* [ASSIGNMENT] Everything from the line that contains "let detectable: Vec<Language>" through the last line of the listing must be copied exactly, with both of those lines included and no others.

Start of RECORDS PROVIDED

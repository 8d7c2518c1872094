//! Test utilities shared by the codexchange integration tests

use std::sync::{Arc, Mutex};

use futures::StreamExt;
use futures::stream::BoxStream;
use kodegen_tools_codexchange::convert::{BackendError, GenerationOptions, ModelBackend};
use tracing_subscriber::EnvFilter;

/// Route crate logs at debug level into the test harness output
///
/// Installing a subscriber makes every `tracing` field expression evaluate, so
/// tests calling this also cover the logging paths.
#[allow(dead_code)]
pub fn init_tracing() {
    let _ = tracing_subscriber::fmt()
        .with_env_filter(EnvFilter::new("kodegen_tools_codexchange=debug"))
        .with_test_writer()
        .try_init();
}

/// Canonical snippets whose classification is pinned by the scenario tests
#[allow(dead_code)]
pub mod snippets {
    pub const PYTHON_FUNCTION: &str = "def foo():\n    return 1";
    pub const JS_FUNCTION: &str = "function foo() { return 1; }";
    pub const JAVA_MAIN: &str = "public class Foo {\n    public static void main(String[] args) {\n        System.out.println(\"hi\");\n    }\n}";
    pub const JULIA_STRUCT: &str = "struct Foo\n    bar\nend\nprintln(Foo(1))\nlabel:";
}

/// In-memory backend replaying a fixed list of fragments
#[allow(dead_code)]
#[derive(Default, Clone)]
pub struct ScriptedBackend {
    fragments: Vec<String>,
    fail_with: Option<String>,
    pub prompts: Arc<Mutex<Vec<String>>>,
    pub options: Arc<Mutex<Vec<GenerationOptions>>>,
}

#[allow(dead_code)]
impl ScriptedBackend {
    pub fn new(fragments: &[&str]) -> Self {
        Self {
            fragments: fragments.iter().map(|s| (*s).to_string()).collect(),
            ..Self::default()
        }
    }

    /// Yield the fragments, then fail with a provider error
    pub fn failing(fragments: &[&str], message: &str) -> Self {
        Self {
            fail_with: Some(message.to_string()),
            ..Self::new(fragments)
        }
    }

    pub fn calls(&self) -> usize {
        self.prompts.lock().unwrap().len()
    }

    pub fn last_prompt(&self) -> Option<String> {
        self.prompts.lock().unwrap().last().cloned()
    }
}

impl ModelBackend for ScriptedBackend {
    fn name(&self) -> &str {
        "scripted"
    }

    fn stream(
        &self,
        prompt: &str,
        options: &GenerationOptions,
    ) -> BoxStream<'static, Result<String, BackendError>> {
        self.prompts.lock().unwrap().push(prompt.to_string());
        self.options.lock().unwrap().push(*options);

        let mut items: Vec<Result<String, BackendError>> =
            self.fragments.iter().cloned().map(Ok).collect();
        if let Some(message) = &self.fail_with {
            items.push(Err(BackendError::Provider(message.clone())));
        }
        futures::stream::iter(items).boxed()
    }
}

/// Build an SSE body from `data:` payloads
#[allow(dead_code)]
pub fn sse_body(payloads: &[&str]) -> String {
    payloads
        .iter()
        .map(|payload| format!("data: {payload}\n\n"))
        .collect()
}

/// Drain a backend stream into its items
#[allow(dead_code)]
pub async fn collect_stream(
    stream: BoxStream<'static, Result<String, BackendError>>,
) -> Vec<Result<String, BackendError>> {
    stream.collect().await
}
//! Getter methods for `ConverterConfig`

use std::time::Duration;

use super::types::{ConverterConfig, ModelSpec};

impl ConverterConfig {
    #[must_use]
    pub fn languages(&self) -> &[String] {
        &self.languages
    }

    #[must_use]
    pub fn models(&self) -> &[ModelSpec] {
        &self.models
    }

    /// Look up a model by selector name (case-insensitive)
    #[must_use]
    pub fn model(&self, name: &str) -> Option<&ModelSpec> {
        let name = name.trim();
        self.models.iter().find(|m| m.name.eq_ignore_ascii_case(name))
    }

    #[must_use]
    pub fn temperature(&self) -> f32 {
        self.temperature
    }

    #[must_use]
    pub fn max_tokens(&self) -> u32 {
        self.max_tokens
    }

    #[must_use]
    pub fn request_timeout(&self) -> Duration {
        Duration::from_secs(self.request_timeout_secs)
    }

    #[must_use]
    pub fn execution_timeout(&self) -> Duration {
        Duration::from_secs(self.execution_timeout_secs)
    }
}
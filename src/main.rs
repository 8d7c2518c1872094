// codexchange: detect, validate, convert and run code snippets from the terminal.
//
// Model API keys are read from the environment variables named in the model
// catalogue (OPENAI_API_KEY, ANTHROPIC_API_KEY, ...).

use std::io::{Read, Write};
use std::path::{Path, PathBuf};

use anyhow::{Context, Result, bail};
use clap::{Parser, Subcommand};
use serde::Serialize;
use tracing_subscriber::EnvFilter;

use kodegen_tools_codexchange::{
    ConversionOutcome, ConversionRequest, Converter, ConverterConfig, ExecutionDispatcher,
    Language, LanguageDetector,
};
use kodegen_tools_codexchange::convert::ProgressFn;

#[derive(Parser)]
#[command(name = "codexchange", version, about = "Convert code between languages with LLMs")]
struct Cli {
    /// JSON config file (defaults are used when omitted)
    #[arg(long, global = true, value_name = "FILE")]
    config: Option<PathBuf>,

    #[command(subcommand)]
    command: Commands,
}

// =============================================================================
// SUBCOMMANDS
// =============================================================================

#[derive(Subcommand)]
enum Commands {
    /// Detect the language of a snippet
    Detect {
        /// Source file, or `-` for stdin
        #[arg(default_value = "-")]
        input: PathBuf,

        /// Print every candidate with its score as JSON
        #[arg(long)]
        explain: bool,
    },

    /// Check that a snippet is written in the given language
    Validate {
        #[arg(default_value = "-")]
        input: PathBuf,

        #[arg(short, long)]
        language: String,
    },

    /// Convert a snippet with a language model
    Convert {
        #[arg(default_value = "-")]
        input: PathBuf,

        #[arg(short, long)]
        from: String,

        #[arg(short, long)]
        to: String,

        /// Model selector (GPT, Claude, DeepSeek, Gemini, GROQ)
        #[arg(short, long, default_value = "GPT")]
        model: String,

        #[arg(long)]
        temperature: Option<f32>,

        /// Run the converted code afterwards
        #[arg(long)]
        run: bool,
    },

    /// Execute a snippet with the local toolchain
    Run {
        #[arg(default_value = "-")]
        input: PathBuf,

        #[arg(short, long)]
        language: String,

        /// Write the compiled artifact here, if the language produces one
        #[arg(long, value_name = "FILE")]
        artifact: Option<PathBuf>,
    },

    /// List detectable, convertible and executable languages
    Languages,
}

#[derive(Serialize)]
struct Candidate {
    language: Language,
    score: i32,
}

fn read_input(path: &Path) -> Result<String> {
    if path.as_os_str() == "-" {
        let mut code = String::new();
        std::io::stdin()
            .read_to_string(&mut code)
            .context("Failed to read stdin")?;
        Ok(code)
    } else {
        std::fs::read_to_string(path).with_context(|| format!("Failed to read {}", path.display()))
    }
}

fn load_config(path: Option<&Path>) -> Result<ConverterConfig> {
    match path {
        Some(path) => Ok(ConverterConfig::from_json_file(path)?),
        None => Ok(ConverterConfig::default()),
    }
}

#[tokio::main]
async fn main() -> Result<()> {
    let cli = Cli::parse();

    tracing_subscriber::fmt()
        .with_env_filter(EnvFilter::try_from_default_env().unwrap_or_else(|_| EnvFilter::new("info")))
        .with_writer(std::io::stderr)
        .with_target(false)
        .init();

    let config = load_config(cli.config.as_deref())?;

    match cli.command {
        Commands::Detect { input, explain } => {
            let code = read_input(&input)?;
            let detector = LanguageDetector::default();
            if explain {
                let ranked: Vec<Candidate> = detector
                    .detect_scored(&code)
                    .into_iter()
                    .map(|(language, score)| Candidate { language, score })
                    .collect();
                println!("{}", serde_json::to_string_pretty(&ranked)?);
            } else {
                match detector.detect(&code) {
                    Some(language) => println!("{language}"),
                    None => println!("unknown"),
                }
            }
        }

        Commands::Validate { input, language } => {
            let code = read_input(&input)?;
            let validation = LanguageDetector::default().validate(&code, &language);
            if !validation.is_valid() {
                bail!(validation.explanation());
            }
            println!("ok");
        }

        Commands::Convert {
            input,
            from,
            to,
            model,
            temperature,
            run,
        } => {
            let code = read_input(&input)?;
            let converter = Converter::from_config(&config)?;
            let mut request = ConversionRequest::new(code, from, &to, model);
            request.temperature = temperature;

            let mut last_percent = 0;
            let mut report = |_: &str, fraction: f32| {
                let percent = (fraction * 100.0) as u32;
                if percent >= last_percent + 10 {
                    last_percent = percent;
                    eprint!("\rConverting - {percent}%");
                    let _ = std::io::stderr().flush();
                }
            };

            let progress: &mut ProgressFn<'_> = &mut report;
            let outcome = converter.convert(&request, Some(progress)).await?;
            eprintln!();

            match outcome {
                ConversionOutcome::Converted(converted) => {
                    println!("{converted}");
                    if run {
                        let dispatcher = ExecutionDispatcher::from_config(&config);
                        println!("{}", dispatcher.run(&converted, &to).await.text);
                    }
                }
                ConversionOutcome::Rejected(explanation) => bail!(explanation),
                ConversionOutcome::Skipped => bail!("Nothing to convert"),
            }
        }

        Commands::Run {
            input,
            language,
            artifact,
        } => {
            let code = read_input(&input)?;
            let dispatcher = ExecutionDispatcher::from_config(&config);
            let report = dispatcher.run(&code, &language).await;
            println!("{}", report.text);

            if let (Some(path), Some(bytes)) = (artifact, report.artifact) {
                std::fs::write(&path, bytes)
                    .with_context(|| format!("Failed to write {}", path.display()))?;
                eprintln!("Artifact written to {}", path.display());
            }
        }

        Commands::Languages => {
            let detector = LanguageDetector::default();
            let dispatcher = ExecutionDispatcher::from_config(&config);
            let detectable: Vec<Language> = detector.registry().languages().collect();
            let listing = serde_json::json!({
                "detectable": detectable,
                "convertible": config.languages(),
                "executable": dispatcher.supported_languages(),
                "models": config.models().iter().map(|m| &m.name).collect::<Vec<_>>(),
            });
            println!("{}", serde_json::to_string_pretty(&listing)?);
        }
    }

    Ok(())
}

End of RECORDS PROVIDED

* [RESULT OF THIS EXERCISE]
            let detectable: Vec<Language> = detector.registry().languages().collect();
            let listing = serde_json::json!({
                "detectable": detectable,
                "convertible": config.languages(),
                "executable": dispatcher.supported_languages(),
                "models": config.models().iter().map(|m| &m.name).collect::<Vec<_>>(),
            });
            println!("{}", serde_json::to_string_pretty(&listing)?);
        }
    }

    Ok(())
}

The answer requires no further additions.